Extrapyramidal symptoms (EPS) may occur as a primary feature in patients with first-episode psychosis with no or brief exposure to antipsychotics (AP). We aimed to analyse the prevalence of EPS in naïve and quasi-naïve first episode schizophrenia spectrum disorders (FES), their demographic and clinical correlates at baseline, and their association with clinical outcomes during follow-up. We analysed data from the OPTiMiSE trial, Phase 1 (n = 481 participants with FES, aged 18–40). The presence of EPS was defined as a score on the neurological side effects subscale of the UKU ≥ 1. We compared groups with and without baseline EPS in demographic, clinical and functional measures, and performed logistic and linear regressions models to analyse the associations between baseline EPS and clinical outcomes at follow-up. The prevalence of EPS at baseline was 30 % and was higher in women.

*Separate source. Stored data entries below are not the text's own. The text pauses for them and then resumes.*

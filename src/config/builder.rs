//! Builder for [`WatchConfig`].

use std::time::Duration;

use crate::core::command::CommandSpec;

use super::error::ConfigError;
use super::types::{DEFAULT_ADDRESS, DEFAULT_INTERVAL, MIN_INTERVAL, WatchConfig};

/// Builder for creating a validated [`WatchConfig`].
#[derive(Debug, Clone)]
pub struct WatchConfigBuilder {
    command: Vec<String>,
    interval: Duration,
    no_title: bool,
    color: bool,
    address: String,
}

impl WatchConfigBuilder {
    /// Create a new builder with the given command line.
    pub fn new<I, S>(command: I) -> Self
    where
        I: IntoIterator<Item = S>,
        S: Into<String>,
    {
        Self {
            command: command.into_iter().map(Into::into).collect(),
            interval: DEFAULT_INTERVAL,
            no_title: false,
            color: false,
            address: DEFAULT_ADDRESS.to_string(),
        }
    }

    /// Set the update interval.
    pub fn interval(mut self, interval: Duration) -> Self {
        self.interval = interval;
        self
    }

    /// Suppress the header line.
    pub fn no_title(mut self, no_title: bool) -> Self {
        self.no_title = no_title;
        self
    }

    /// Interpret ANSI color sequences.
    pub fn color(mut self, color: bool) -> Self {
        self.color = color;
        self
    }

    /// Set the listen address.
    pub fn address(mut self, address: impl Into<String>) -> Self {
        self.address = address.into();
        self
    }

    /// Validate and build the configuration.
    pub fn build(self) -> Result<WatchConfig, ConfigError> {
        let command = CommandSpec::new(self.command)?;

        let address = self.address.trim().to_string();
        if address.is_empty() {
            return Err(ConfigError::InvalidAddress(self.address));
        }

        let interval = if self.interval < MIN_INTERVAL {
            tracing::debug!(
                requested = ?self.interval,
                effective = ?MIN_INTERVAL,
                "Interval below minimum, raising to the floor"
            );
            MIN_INTERVAL
        } else {
            self.interval
        };

        Ok(WatchConfig {
            command,
            interval,
            no_title: self.no_title,
            color: self.color,
            address,
        })
    }
}

/// Parse an interval given on the command line.
///
/// Plain numbers are seconds (`2`, `0.5`); anything else goes through
/// `parse_duration` (`500ms`, `1m30s`).
pub fn parse_interval(value: &str) -> Result<Duration, ConfigError> {
    let trimmed = value.trim();

    if let Ok(secs) = trimmed.parse::<f64>() {
        return Duration::try_from_secs_f64(secs).map_err(|e| ConfigError::InvalidInterval {
            value: value.to_string(),
            reason: e.to_string(),
        });
    }

    parse_duration::parse(trimmed).map_err(|e| ConfigError::InvalidInterval {
        value: value.to_string(),
        reason: e.to_string(),
    })
}
//! API error types and HTTP status mapping.

use axum::{
    Json,
    http::StatusCode,
    response::{IntoResponse, Response},
};
use serde::Serialize;

/// API error response body.
#[derive(Debug, Serialize)]
pub struct ErrorResponse {
    pub error: String,
    pub code: String,
}

/// API error type that can be converted to HTTP responses.
#[derive(Debug)]
pub enum ApiError {
    /// No route for the requested path.
    NotFound(String),
}

impl IntoResponse for ApiError {
    fn into_response(self) -> Response {
        let (status, code, message) = match self {
            ApiError::NotFound(path) => (
                StatusCode::NOT_FOUND,
                "NOT_FOUND",
                format!("no page at {}", path),
            ),
        };

        let body = ErrorResponse {
            error: message,
            code: code.to_string(),
        };

        (status, Json(body)).into_response()
    }
}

There were no differences between AP-naïve or quasi-naïve participants. Participants with EPS showed a higher rate of depressive symptoms and suicidality at baseline. The fully adjusted models showed an association between the presence of EPS at baseline and more severe depressive, positive, negative, general and total symptoms, increased suicidality, and poorer subjective wellbeing and functionality at follow-up. Our findings support EPS as a primary feature of schizophrenia and suggest that early onset EPS (after no or minimal AP exposure) may point to a FES subgroup with poorer clinical prognosis. This suggests the role of EPS as an early marker of poor outcome, with the potential to guide targeted interventions in FES.